FW: [PATCH] Stop packet_recv greediness, stop using event_add_timed

Sam Liddicott sam at liddicott.com
Tue May 19 06:43:35 GMT 2009

Volker Lendecke wrote:
> On Tue, May 19, 2009 at 07:06:06AM +0100, Sam Liddicott wrote:
>> The ordering isn't purely dependant on eventlib.
>> Currently the ordering is
>> 1. Expire timers (and 0 timers)
>> 2. Socket fd, client decides if read or write takes priority.
>> 3. Timers that timed out while waiting for (2) are picked
>> up as (1) next time around.
>> It's not even really a timed event, it just uses timed
>> events to implement. In the ordering it needs to be
>> implemented at the same priority as socket reads - which
>> for server sockets is after socket writes, and for client
>> sockets is before socket writes. So packet_recv or tevent
>> can't know how to prioritize it, only the socket owner
>> knows.
>> Consider that I didn't address the DOS scenario Volker
>> raised on IRC, so perhaps if instead of trying to leave
>> one byte, what if I try to read only the correct number of
>> bytes? This means reading a very few bytes until the
>> socket owner can work out how many should be read.
>> Of course such a patch would be almost identical, but this
>> time it would follow a less obnoxious strategy and also
>> avoid DOS.
>> What do you think?
> For this as said on irc I'd like to see a speed comparison.
/me bangs head on floor.

I know, but as my patches seem to get rejected for reasons other than 
they don't do what they say they do I thought I'd rather tackle the 
rejection problem first.

I don't really want to spend time getting data only to find that I got 
the wrong data and when I get the right data to find it's the wrong patch.

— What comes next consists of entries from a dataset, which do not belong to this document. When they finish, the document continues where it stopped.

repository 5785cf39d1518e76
pub mod api;
pub mod core;

/// Installs `env_logger` once; later calls are no-ops. Level comes from
/// `RUST_LOG`, defaulting to `info`.
pub fn init_logging() {
    let _ = env_logger::Builder::from_env(env_logger::Env::default().default_filter_or("info"))
        .format_timestamp_millis()
        .try_init();
}
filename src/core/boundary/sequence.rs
//! 有序特征序列（Sequence Assembler）

use super::error::{BoundaryError, BoundaryResult};
use super::identifier::SegmentId;
use log::{debug, warn};
use ndarray::{s, Array2, ArrayView2};
use serde::Deserialize;
use std::collections::BTreeMap;
use std::io::Read;

/// 按起始帧排序的 (标识符, 特征向量) 序列，构建后不可变
#[derive(Debug, Clone)]
pub struct OrderedSequence {
    ids: Vec<SegmentId>,
    features: Array2<f64>,
}

/// JSON 中的单个特征条目：扁平向量或按通道拆分的直方图
#[derive(Debug, Deserialize)]
#[serde(untagged)]
enum FeatureEntry {
    Flat(Vec<f64>),
    Channels(Vec<Vec<f64>>),
}

impl FeatureEntry {
    fn into_flat(self) -> Vec<f64> {
        match self {
            FeatureEntry::Flat(v) => v,
            FeatureEntry::Channels(channels) => channels.concat(),
        }
    }
}

impl OrderedSequence {
    /// Parses every identifier, checks that all vectors share one length and
    /// stable-sorts by start frame. Duplicate start frames keep input order.
    pub fn from_pairs<I>(pairs: I) -> BoundaryResult<Self>
    where
        I: IntoIterator<Item = (String, Vec<f64>)>,
    {
        let mut entries: Vec<(SegmentId, Vec<f64>)> = Vec::new();
        let mut dimension: Option<usize> = None;

        for (key, vector) in pairs {
            let id = SegmentId::parse(&key)?;
            match dimension {
                None => dimension = Some(vector.len()),
                Some(expected) if expected != vector.len() => {
                    return Err(BoundaryError::DimensionMismatch {
                        identifier: key,
                        expected,
                        found: vector.len(),
                    });
                }
                Some(_) => {}
            }
            entries.push((id, vector));
        }

        entries.sort_by_key(|(id, _)| id.start_frame);

        let duplicates = entries
            .windows(2)
            .filter(|pair| pair[0].0.start_frame == pair[1].0.start_frame)
            .count();
        if duplicates > 0 {
            warn!(
                "⚠️ {} segments share a start frame with their predecessor, keeping input order",
                duplicates
            );
        }

        let dimension = dimension.unwrap_or(0);
        let mut flat = Vec::with_capacity(entries.len() * dimension);
        let mut ids = Vec::with_capacity(entries.len());
        for (id, vector) in entries {
            flat.extend_from_slice(&vector);
            ids.push(id);
        }

        let features = Array2::from_shape_vec((ids.len(), dimension), flat)
            .map_err(|e| BoundaryError::InvalidFeatures(e.to_string()))?;

        debug!(
            "📦 Assembled {} segments with {} feature dimensions",
            ids.len(),
            dimension
        );

        Ok(Self { ids, features })
    }

    /// Concatenates per-channel histograms (R, G, B) into one feature vector
    /// per segment before assembling.
    pub fn from_channel_histograms<I>(pairs: I) -> BoundaryResult<Self>
    where
        I: IntoIterator<Item = (String, [Vec<f64>; 3])>,
    {
        Self::from_pairs(
            pairs
                .into_iter()
                .map(|(key, channels)| (key, channels.concat())),
        )
    }

    /// Reads a JSON object of `identifier -> [values]` or
    /// `identifier -> [[r...], [g...], [b...]]`.
    pub fn from_json_reader<R: Read>(reader: R) -> BoundaryResult<Self> {
        let raw: BTreeMap<String, FeatureEntry> = serde_json::from_reader(reader)?;
        Self::from_pairs(
            raw.into_iter()
                .map(|(key, entry)| (key, entry.into_flat())),
        )
    }

    pub fn len(&self) -> usize {
        self.ids.len()
    }

    pub fn is_empty(&self) -> bool {
        self.ids.is_empty()
    }

    pub fn dimension(&self) -> usize {
        self.features.ncols()
    }

    pub fn ids(&self) -> &[SegmentId] {
        &self.ids
    }

    pub fn features(&self) -> ArrayView2<'_, f64> {
        self.features.view()
    }

    /// Rows `[start, start + len)`. Panics when out of range, like slicing.
    pub fn window(&self, start: usize, len: usize) -> ArrayView2<'_, f64> {
        self.features.slice(s![start..start + len, ..])
    }

    pub fn window_ids(&self, start: usize, len: usize) -> &[SegmentId] {
        &self.ids[start..start + len]
    }
}
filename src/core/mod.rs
pub mod boundary;
use serde::{Deserialize, Serialize};

/// 单个窗口位置的评分记录
#[derive(Debug, Clone, PartialEq, Serialize, Deserialize)]
pub struct ScoreRecord {
    pub start_index: usize,
    /// Start frame of the first before-window segment.
    pub start_frame: u64,
    pub score: f64,
    pub degenerate_dimensions: usize,
    pub before: Vec<String>,
    pub after: Vec<String>,
}

#[derive(Debug, Clone, Copy, PartialEq, Eq, Serialize, Deserialize)]
#[serde(rename_all = "snake_case")]
pub enum SelectionReason {
    ThresholdLow,
    ThresholdHigh,
    Peak,
}

/// 候选节目边界
#[derive(Debug, Clone, PartialEq, Serialize, Deserialize)]
pub struct BoundaryCandidate {
    /// Position of the source record in the score sequence.
    pub record_index: usize,
    pub frame: u64,
    pub score: f64,
    pub reason: SelectionReason,
}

We'd already considered A Bartletts suggestions, and how it doesn't 
work; we'd considered adding extra fields to libevent so that the 
consumer can signify that it didn't consume all of the data even though 
it may have read all of the data - so that libevent could fake a select 
on it; and this would be better than using a timer to fake it, but it 
would also be very intrusive and complicated.

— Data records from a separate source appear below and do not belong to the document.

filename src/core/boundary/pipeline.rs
//! 滑动窗口评分流水线
//!
//! One sequential pass builds the running sums, then every window placement
//! is scored independently on a rayon pool. Cancellation is checked before
//! each placement, so a fit already in progress always finishes.

use super::config::{DetectionConfig, SingularPolicy};
use super::error::{BoundaryError, BoundaryResult};
use super::extractor::extract_candidates;
use super::record::{BoundaryCandidate, ScoreRecord};
use super::scorer::{fisher_from_stats, Discriminant, WindowScore};
use super::sequence::OrderedSequence;
use super::window_stats::{placement_count, validate_window, WindowStatistics};
use log::{debug, info, warn};
use rayon::prelude::*;
use std::sync::atomic::{AtomicBool, AtomicUsize, Ordering};
use std::sync::Arc;
use std::time::Instant;

/// 协作式取消标记，可跨线程克隆共享
#[derive(Debug, Clone, Default)]
pub struct CancelFlag(Arc<AtomicBool>);

impl CancelFlag {
    pub fn new() -> Self {
        Self::default()
    }

    pub fn cancel(&self) {
        self.0.store(true, Ordering::SeqCst);
    }

    pub fn is_cancelled(&self) -> bool {
        self.0.load(Ordering::SeqCst)
    }

    pub fn reset(&self) {
        self.0.store(false, Ordering::SeqCst);
    }
}

#[derive(Debug)]
pub enum RunStatus {
    Complete,
    /// Some placements were never evaluated.
    Cancelled,
    /// Scoring stopped at a failing placement; records before it are kept.
    Aborted(BoundaryError),
}

/// 评分结果；非 Complete 状态下 records 为部分结果
#[derive(Debug)]
pub struct ScoreRun {
    pub records: Vec<ScoreRecord>,
    /// Placements left out under `SingularPolicy::Skip`.
    pub skipped: Vec<usize>,
    pub status: RunStatus,
}

impl ScoreRun {
    pub fn is_complete(&self) -> bool {
        matches!(self.status, RunStatus::Complete)
    }

    pub fn into_complete(self) -> BoundaryResult<Vec<ScoreRecord>> {
        match self.status {
            RunStatus::Complete => Ok(self.records),
            RunStatus::Cancelled => Err(BoundaryError::Cancelled),
            RunStatus::Aborted(err) => Err(err),
        }
    }
}

#[derive(Debug)]
pub struct DetectionReport {
    pub records: Vec<ScoreRecord>,
    pub candidates: Vec<BoundaryCandidate>,
    pub skipped: Vec<usize>,
    pub status: RunStatus,
}

enum Outcome {
    Scored(ScoreRecord),
    Failed(usize, BoundaryError),
    NotRun,
}

pub struct BoundaryDetector {
    config: DetectionConfig,
    cancel: CancelFlag,
}

impl BoundaryDetector {
    pub fn new(config: DetectionConfig) -> Self {
        Self {
            config,
            cancel: CancelFlag::new(),
        }
    }

    pub fn with_cancel_flag(mut self, cancel: CancelFlag) -> Self {
        self.cancel = cancel;
        self
    }

    pub fn config(&self) -> &DetectionConfig {
        &self.config
    }

    pub fn cancel_flag(&self) -> CancelFlag {
        self.cancel.clone()
    }

    /// Scores every window placement. The config, window size and sequence
    /// length are checked before anything is scored.
    pub fn score(&self, sequence: &OrderedSequence) -> BoundaryResult<ScoreRun> {
        self.config.validate()?;
        let window_size = self.config.window_size;
        validate_window(sequence.len(), window_size)?;

        let placements = placement_count(sequence.len(), window_size);
        let stats = match self.config.discriminant {
            Discriminant::Fisher(_) => Some(WindowStatistics::build(sequence, window_size)?),
            Discriminant::ClassifierAccuracy(_) => None,
        };

        let threads = self.config.threads();
        info!(
            "🔍 Scoring {} placements: window={}, strategy={}, threads={}",
            placements,
            window_size,
            self.config.discriminant.name(),
            threads
        );
        let started = Instant::now();

        let pool = rayon::ThreadPoolBuilder::new()
            .num_threads(threads)
            .build()?;
        // Lowest placement that failed fatally; later placements are not started.
        let first_failure = AtomicUsize::new(usize::MAX);
        let abort_on_singular = self.config.singular_policy == SingularPolicy::Abort;

        let outcomes: Vec<Outcome> = pool.install(|| {
            (0..placements)
                .into_par_iter()
                .map(|i| {
                    if self.cancel.is_cancelled() || i > first_failure.load(Ordering::Relaxed) {
                        return Outcome::NotRun;
                    }
                    match self.score_placement(sequence, stats.as_ref(), i) {
                        Ok(result) => Outcome::Scored(build_record(sequence, window_size, i, result)),
                        Err(err) => {
                            let fatal = abort_on_singular
                                || !matches!(err, BoundaryError::SingularCovariance { .. });
                            if fatal {
                                first_failure.fetch_min(i, Ordering::Relaxed);
                            }
                            Outcome::Failed(i, err)
                        }
                    }
                })
                .collect()
        });

        let mut records = Vec::with_capacity(placements);
        let mut skipped = Vec::new();
        let mut aborted: Option<(usize, BoundaryError)> = None;
        let mut not_run = 0usize;

        for outcome in outcomes {
            match outcome {
                Outcome::Scored(record) => records.push(record),
                Outcome::Failed(i, err) => {
                    let skippable = !abort_on_singular
                        && matches!(err, BoundaryError::SingularCovariance { .. });
                    if skippable {
                        debug!("⏭️ Skipping singular placement {}", i);
                        skipped.push(i);
                    } else if aborted.is_none() {
                        aborted = Some((i, err));
                    }
                }
                Outcome::NotRun => not_run += 1,
            }
        }

        let status = match aborted {
            Some((index, err)) => {
                // Only the prefix before the failure is meaningful.
                records.retain(|r| r.start_index < index);
                warn!(
                    "⚠️ Scoring aborted at placement {}: {} ({} records kept)",
                    index,
                    err,
                    records.len()
                );
                RunStatus::Aborted(err)
            }
            None if not_run > 0 => {
                warn!(
                    "⏹️ Scoring cancelled: {} of {} placements evaluated",
                    records.len() + skipped.len(),
                    placements
                );
                RunStatus::Cancelled
            }
            None => RunStatus::Complete,
        };

        if !skipped.is_empty() {
            warn!("⚠️ {} singular placements skipped", skipped.len());
        }
        info!(
            "✅ Scored {} placements in {:.2?}",
            records.len(),
            started.elapsed()
        );

        Ok(ScoreRun {
            records,
            skipped,
            status,
        })
    }

    /// Scores the sequence and extracts boundary candidates from whatever
    /// records the run produced. Peaks never span placements missing from a
    /// skipped or cancelled run.
    pub fn detect(&self, sequence: &OrderedSequence) -> BoundaryResult<DetectionReport> {
        let run = self.score(sequence)?;
        let candidates = extract_candidates(&run.records, &self.config.extraction)?;

        info!(
            "🎯 {} boundary candidates from {} records",
            candidates.len(),
            run.records.len()
        );

        Ok(DetectionReport {
            records: run.records,
            candidates,
            skipped: run.skipped,
            status: run.status,
        })
    }

    fn score_placement(
        &self,
        sequence: &OrderedSequence,
        stats: Option<&WindowStatistics>,
        i: usize,
    ) -> BoundaryResult<WindowScore> {
        let window_size = self.config.window_size;
        match (&self.config.discriminant, stats) {
            (Discriminant::Fisher(config), Some(stats)) => {
                let (before, after) = stats.pair_at(i);
                Ok(fisher_from_stats(&before, &after, config))
            }
            (discriminant, _) => discriminant.score_windows(
                sequence.window(i, window_size),
                sequence.window(i + window_size, window_size),
                i,
            ),
        }
    }
}

fn build_record(
    sequence: &OrderedSequence,
    window_size: usize,
    i: usize,
    result: WindowScore,
) -> ScoreRecord {
    let to_strings = |start: usize| {
        sequence
            .window_ids(start, window_size)
            .iter()
            .map(|id| id.raw.clone())
            .collect::<Vec<_>>()
    };

    ScoreRecord {
        start_index: i,
        start_frame: sequence.ids()[i].start_frame,
        score: result.score,
        degenerate_dimensions: result.degenerate_dimensions,
        before: to_strings(i),
        after: to_strings(i + window_size),
    }
}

So, given that we've spent a lot of time thinking about it over here, 
what I'm trying to ask about this patch is: /if it doesn't spoil 
performance/ is it the sort of patch that won't get rejected.

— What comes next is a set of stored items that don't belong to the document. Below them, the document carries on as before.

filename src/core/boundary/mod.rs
//! 节目边界检测核心
//!
//! Pipeline, leaf first:
//! 1. `sequence` - order (identifier, feature vector) pairs by start frame
//! 2. `window_stats` - running sums for per-window mean / variance
//! 3. `scorer` - classifier-accuracy (LDA) or Fisher separability per placement
//! 4. `extractor` - threshold / peak selection over the score sequence
//! 5. `locator` - map a window pair back to a source-video frame

pub mod config;
pub mod error;
pub mod extractor;
pub mod identifier;
pub mod lda;
mod linalg;
pub mod locator;
pub mod pipeline;
pub mod record;
pub mod scorer;
pub mod sequence;
pub mod window_stats;

pub use config::{DetectionConfig, SingularPolicy, DEFAULT_SHRINKAGE, DEFAULT_WINDOW_SIZE};
pub use error::{BoundaryError, BoundaryResult};
pub use extractor::{extract_candidates, select_indices, ExtractionMode};
pub use identifier::SegmentId;
pub use lda::{LdaConfig, LinearDiscriminant};
pub use locator::locate_boundary;
pub use pipeline::{BoundaryDetector, CancelFlag, DetectionReport, RunStatus, ScoreRun};
pub use record::{BoundaryCandidate, ScoreRecord, SelectionReason};
pub use scorer::{fisher_from_stats, Discriminant, FisherConfig, WindowScore, ZeroVariancePolicy};
pub use sequence::OrderedSequence;
pub use window_stats::{naive_window_stats, WindowStatistics, WindowStats};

As for the speed comparison, do you want a comparison of a regular 
server process doing certain tasks or do you want the timings for a pure 
read loop reading a few megabytes of samba packets and doing no other 

 From my point of view I don't care if the performance is worse, the 
fact that server responses are queued up until the server request queue 
is empty has a worse effect on performance and memory use.

BTW: We also consider that the queueing of resposes could check the 
socket for writability and immediately write as many queued packets as 
it can. It hurts that packets can't hit the wire until the event loop is 

Ultimately we suspect that libevent needs reworking so that it can 
consider the state of all sockets and timers and then deliver them in a 
global priority order, instead of taking each fd in turn.